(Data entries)
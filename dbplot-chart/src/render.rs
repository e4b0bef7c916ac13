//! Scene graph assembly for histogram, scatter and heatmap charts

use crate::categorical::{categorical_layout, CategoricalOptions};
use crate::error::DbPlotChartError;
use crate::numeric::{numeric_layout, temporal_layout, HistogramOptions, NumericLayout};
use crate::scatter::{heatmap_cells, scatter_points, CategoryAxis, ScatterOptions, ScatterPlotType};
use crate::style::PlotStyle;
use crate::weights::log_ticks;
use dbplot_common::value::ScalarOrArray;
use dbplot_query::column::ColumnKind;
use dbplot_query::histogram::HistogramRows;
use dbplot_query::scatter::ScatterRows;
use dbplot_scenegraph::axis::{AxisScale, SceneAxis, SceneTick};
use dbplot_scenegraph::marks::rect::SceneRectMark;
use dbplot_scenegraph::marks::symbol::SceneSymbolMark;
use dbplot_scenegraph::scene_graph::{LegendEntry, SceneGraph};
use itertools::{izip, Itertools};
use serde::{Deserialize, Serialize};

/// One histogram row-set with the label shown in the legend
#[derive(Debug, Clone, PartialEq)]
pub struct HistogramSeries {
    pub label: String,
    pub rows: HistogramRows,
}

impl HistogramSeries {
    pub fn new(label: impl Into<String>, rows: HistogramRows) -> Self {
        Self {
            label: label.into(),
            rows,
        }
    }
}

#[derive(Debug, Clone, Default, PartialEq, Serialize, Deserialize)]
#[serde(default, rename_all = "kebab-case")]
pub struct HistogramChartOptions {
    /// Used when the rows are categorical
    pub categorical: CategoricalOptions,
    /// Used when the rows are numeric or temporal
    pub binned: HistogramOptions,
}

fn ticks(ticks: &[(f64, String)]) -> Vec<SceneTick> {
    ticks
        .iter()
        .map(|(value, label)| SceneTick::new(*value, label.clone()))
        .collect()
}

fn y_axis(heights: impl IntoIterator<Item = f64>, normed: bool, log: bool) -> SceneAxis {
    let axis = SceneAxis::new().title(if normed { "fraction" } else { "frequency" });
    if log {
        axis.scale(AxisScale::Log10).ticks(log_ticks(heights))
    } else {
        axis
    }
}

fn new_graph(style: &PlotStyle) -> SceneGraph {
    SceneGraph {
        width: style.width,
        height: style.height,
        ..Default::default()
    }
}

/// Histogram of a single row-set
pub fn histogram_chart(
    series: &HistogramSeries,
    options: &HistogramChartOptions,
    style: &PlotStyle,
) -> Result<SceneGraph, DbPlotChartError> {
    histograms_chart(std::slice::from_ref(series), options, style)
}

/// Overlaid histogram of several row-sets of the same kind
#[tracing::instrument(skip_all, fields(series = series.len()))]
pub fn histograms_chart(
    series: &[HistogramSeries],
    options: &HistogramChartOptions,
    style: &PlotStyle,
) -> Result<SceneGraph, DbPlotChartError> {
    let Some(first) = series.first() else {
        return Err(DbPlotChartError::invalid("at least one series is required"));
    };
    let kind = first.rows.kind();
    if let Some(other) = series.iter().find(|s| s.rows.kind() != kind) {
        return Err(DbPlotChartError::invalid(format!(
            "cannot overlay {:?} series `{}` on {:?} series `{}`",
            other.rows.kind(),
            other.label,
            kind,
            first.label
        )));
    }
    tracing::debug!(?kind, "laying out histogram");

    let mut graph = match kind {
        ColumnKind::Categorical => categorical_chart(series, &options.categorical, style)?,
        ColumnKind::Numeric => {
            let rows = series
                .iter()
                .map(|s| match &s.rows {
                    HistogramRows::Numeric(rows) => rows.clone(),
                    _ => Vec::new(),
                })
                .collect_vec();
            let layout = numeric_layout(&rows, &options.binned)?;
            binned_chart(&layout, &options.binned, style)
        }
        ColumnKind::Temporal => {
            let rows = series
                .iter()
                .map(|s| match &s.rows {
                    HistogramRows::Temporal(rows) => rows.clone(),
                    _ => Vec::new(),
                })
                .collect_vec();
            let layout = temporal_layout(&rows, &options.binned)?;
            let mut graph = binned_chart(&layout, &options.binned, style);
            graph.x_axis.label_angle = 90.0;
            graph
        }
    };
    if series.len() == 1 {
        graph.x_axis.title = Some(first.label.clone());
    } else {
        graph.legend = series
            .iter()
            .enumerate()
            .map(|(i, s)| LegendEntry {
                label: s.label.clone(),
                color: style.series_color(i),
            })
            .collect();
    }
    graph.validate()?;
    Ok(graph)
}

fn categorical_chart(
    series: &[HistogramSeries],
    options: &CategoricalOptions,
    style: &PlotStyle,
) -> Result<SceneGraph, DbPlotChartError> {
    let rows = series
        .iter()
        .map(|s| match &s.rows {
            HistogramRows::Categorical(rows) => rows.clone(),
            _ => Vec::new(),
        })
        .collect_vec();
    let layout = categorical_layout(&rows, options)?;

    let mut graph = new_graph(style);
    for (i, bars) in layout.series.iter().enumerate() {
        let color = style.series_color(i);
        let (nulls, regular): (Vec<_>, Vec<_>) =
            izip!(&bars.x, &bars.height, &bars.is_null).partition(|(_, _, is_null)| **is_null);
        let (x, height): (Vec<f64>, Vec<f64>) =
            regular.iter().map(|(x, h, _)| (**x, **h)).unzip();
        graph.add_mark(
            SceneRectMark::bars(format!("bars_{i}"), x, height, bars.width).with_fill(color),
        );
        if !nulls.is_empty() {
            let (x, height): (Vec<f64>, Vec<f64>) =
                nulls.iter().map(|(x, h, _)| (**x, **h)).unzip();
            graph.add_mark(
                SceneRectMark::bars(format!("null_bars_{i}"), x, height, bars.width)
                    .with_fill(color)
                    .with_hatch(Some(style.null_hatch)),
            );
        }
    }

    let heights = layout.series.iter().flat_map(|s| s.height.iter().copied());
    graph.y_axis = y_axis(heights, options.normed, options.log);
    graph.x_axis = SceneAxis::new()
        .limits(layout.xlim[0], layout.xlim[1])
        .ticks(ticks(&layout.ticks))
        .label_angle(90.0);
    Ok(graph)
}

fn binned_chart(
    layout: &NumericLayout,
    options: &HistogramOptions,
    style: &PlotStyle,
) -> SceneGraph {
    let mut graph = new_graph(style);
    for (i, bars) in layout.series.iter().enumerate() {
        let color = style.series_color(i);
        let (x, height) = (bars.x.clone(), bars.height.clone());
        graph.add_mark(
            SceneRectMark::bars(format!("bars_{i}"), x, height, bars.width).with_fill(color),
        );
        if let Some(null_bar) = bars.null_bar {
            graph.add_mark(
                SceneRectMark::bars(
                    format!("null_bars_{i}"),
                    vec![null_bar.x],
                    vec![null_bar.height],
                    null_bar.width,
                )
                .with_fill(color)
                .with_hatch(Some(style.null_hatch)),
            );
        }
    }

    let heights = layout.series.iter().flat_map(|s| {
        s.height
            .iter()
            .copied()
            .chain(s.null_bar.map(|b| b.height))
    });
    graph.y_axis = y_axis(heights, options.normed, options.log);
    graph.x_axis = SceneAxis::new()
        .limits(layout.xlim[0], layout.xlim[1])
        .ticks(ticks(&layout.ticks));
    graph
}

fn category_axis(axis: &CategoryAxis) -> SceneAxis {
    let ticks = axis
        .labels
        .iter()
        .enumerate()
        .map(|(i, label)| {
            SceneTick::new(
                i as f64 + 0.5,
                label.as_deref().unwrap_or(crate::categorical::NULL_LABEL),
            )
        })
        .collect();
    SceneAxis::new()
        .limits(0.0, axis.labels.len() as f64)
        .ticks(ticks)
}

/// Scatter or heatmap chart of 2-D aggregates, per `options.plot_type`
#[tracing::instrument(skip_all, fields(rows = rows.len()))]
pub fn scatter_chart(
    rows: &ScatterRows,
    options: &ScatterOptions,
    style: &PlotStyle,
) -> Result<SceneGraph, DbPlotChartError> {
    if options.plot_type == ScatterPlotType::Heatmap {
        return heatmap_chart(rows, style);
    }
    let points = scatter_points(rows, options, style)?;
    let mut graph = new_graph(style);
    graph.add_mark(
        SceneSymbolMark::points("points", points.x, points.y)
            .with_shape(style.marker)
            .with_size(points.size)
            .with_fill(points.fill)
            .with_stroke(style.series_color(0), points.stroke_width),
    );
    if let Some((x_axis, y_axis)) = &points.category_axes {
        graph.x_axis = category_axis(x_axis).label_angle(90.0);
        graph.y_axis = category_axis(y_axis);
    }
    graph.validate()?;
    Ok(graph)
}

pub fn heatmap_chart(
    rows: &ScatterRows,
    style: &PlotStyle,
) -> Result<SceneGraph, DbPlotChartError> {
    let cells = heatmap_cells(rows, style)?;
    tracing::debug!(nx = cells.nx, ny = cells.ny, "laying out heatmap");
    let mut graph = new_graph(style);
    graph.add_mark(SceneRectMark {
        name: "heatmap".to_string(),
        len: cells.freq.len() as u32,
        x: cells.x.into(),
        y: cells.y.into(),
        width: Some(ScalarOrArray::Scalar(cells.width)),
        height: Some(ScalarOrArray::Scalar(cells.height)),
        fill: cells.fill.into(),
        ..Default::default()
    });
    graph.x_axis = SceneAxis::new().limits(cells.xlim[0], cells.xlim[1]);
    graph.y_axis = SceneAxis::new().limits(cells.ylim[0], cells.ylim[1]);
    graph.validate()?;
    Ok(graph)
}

Exercise goal
Write out every line from the entries where "SceneSymbolMark" appears.

Answer space
use dbplot_scenegraph::marks::symbol::SceneSymbolMark;
        SceneSymbolMark::points("points", points.x, points.y)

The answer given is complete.